Saved entries:
* * * * * * * * *

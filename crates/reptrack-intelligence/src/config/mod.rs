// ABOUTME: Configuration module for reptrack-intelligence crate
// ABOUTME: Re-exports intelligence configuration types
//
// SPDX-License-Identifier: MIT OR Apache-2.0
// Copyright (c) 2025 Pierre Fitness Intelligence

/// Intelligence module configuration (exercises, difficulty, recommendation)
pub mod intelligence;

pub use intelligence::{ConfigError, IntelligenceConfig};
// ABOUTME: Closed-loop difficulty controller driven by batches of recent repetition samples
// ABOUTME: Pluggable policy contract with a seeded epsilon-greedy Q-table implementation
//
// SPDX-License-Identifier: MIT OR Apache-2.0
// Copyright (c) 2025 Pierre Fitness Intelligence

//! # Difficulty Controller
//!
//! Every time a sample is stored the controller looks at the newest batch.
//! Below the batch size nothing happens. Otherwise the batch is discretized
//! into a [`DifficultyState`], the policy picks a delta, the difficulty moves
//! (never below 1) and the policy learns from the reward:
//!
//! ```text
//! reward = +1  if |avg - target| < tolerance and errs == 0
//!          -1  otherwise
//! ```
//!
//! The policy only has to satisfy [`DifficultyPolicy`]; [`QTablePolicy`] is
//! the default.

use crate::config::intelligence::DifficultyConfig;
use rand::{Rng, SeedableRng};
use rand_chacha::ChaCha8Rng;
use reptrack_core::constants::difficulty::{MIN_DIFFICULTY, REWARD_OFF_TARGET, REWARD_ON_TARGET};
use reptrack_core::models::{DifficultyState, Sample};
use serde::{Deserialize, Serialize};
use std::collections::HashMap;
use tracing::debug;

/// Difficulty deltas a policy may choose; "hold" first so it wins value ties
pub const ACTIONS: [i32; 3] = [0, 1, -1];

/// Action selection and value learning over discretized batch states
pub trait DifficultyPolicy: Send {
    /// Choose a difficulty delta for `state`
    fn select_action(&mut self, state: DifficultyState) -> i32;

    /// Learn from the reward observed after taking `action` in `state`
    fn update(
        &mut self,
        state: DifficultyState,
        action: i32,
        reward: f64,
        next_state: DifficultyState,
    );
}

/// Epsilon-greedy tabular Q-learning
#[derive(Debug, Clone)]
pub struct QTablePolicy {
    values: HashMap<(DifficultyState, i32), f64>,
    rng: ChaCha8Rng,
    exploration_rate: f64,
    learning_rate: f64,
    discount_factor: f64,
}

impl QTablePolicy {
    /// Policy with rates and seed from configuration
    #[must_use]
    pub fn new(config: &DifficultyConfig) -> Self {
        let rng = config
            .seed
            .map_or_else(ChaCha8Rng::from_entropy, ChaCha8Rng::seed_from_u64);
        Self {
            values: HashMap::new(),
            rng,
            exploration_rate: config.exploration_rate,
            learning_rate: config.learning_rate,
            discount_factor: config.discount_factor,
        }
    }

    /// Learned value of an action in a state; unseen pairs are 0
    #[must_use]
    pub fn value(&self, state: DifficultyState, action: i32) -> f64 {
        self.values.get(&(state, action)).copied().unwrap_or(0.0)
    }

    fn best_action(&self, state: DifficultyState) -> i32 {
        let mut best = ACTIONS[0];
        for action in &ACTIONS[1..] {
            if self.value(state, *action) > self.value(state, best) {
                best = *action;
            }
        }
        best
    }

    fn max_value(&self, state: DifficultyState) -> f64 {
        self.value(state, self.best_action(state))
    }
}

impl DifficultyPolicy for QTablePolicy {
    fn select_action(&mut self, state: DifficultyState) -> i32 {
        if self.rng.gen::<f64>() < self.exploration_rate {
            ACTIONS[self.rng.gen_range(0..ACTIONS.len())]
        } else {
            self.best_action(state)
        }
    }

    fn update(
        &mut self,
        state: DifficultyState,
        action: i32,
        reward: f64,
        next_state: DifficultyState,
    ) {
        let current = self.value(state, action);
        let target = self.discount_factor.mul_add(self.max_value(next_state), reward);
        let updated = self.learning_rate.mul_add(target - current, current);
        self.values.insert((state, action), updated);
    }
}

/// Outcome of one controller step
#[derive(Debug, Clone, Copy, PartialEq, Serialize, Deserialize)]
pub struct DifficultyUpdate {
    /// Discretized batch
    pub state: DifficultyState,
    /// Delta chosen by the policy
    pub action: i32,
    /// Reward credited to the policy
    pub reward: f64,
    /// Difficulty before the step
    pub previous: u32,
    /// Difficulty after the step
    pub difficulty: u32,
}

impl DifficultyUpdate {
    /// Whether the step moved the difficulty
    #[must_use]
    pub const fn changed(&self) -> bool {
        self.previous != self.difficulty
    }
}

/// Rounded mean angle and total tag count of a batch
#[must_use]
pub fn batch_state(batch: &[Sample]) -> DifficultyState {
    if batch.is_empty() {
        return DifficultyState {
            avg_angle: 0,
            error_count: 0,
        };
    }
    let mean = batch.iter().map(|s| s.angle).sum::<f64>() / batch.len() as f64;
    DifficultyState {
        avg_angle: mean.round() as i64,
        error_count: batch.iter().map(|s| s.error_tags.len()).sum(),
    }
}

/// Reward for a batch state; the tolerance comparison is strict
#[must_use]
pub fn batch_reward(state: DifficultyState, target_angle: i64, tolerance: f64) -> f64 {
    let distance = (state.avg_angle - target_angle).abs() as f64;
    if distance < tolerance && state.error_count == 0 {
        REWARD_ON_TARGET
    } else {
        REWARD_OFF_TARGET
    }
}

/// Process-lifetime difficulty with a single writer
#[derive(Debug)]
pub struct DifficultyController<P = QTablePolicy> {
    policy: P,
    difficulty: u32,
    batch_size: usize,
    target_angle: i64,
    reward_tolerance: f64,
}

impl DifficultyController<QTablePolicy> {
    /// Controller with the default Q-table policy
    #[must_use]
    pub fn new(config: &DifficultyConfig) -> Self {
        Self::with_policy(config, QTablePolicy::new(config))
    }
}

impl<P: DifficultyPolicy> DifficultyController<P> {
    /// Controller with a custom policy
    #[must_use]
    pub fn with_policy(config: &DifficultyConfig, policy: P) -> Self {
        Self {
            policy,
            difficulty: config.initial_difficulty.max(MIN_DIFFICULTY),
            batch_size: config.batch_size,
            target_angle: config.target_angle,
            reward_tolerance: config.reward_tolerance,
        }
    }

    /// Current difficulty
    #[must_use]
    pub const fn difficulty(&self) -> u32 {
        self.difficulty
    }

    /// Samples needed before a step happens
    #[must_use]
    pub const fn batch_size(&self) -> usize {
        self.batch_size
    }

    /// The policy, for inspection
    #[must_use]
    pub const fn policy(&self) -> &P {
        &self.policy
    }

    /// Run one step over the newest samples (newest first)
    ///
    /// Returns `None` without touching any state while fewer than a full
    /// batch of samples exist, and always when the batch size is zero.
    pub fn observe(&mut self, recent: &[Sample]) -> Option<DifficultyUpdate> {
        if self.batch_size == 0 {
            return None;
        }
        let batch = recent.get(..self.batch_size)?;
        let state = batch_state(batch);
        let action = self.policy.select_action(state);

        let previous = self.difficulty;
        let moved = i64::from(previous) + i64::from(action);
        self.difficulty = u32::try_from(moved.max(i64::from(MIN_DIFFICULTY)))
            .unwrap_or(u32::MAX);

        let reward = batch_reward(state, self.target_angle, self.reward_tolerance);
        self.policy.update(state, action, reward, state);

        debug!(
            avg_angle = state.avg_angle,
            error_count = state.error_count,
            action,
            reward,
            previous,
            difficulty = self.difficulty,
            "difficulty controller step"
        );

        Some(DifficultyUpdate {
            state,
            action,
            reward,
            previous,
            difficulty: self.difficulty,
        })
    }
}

* * * * * * * * *

Filter the entries above and keep only the lines with the word "default".

**TASK RESULT:**
//! the default.
    /// Controller with the default Q-table policy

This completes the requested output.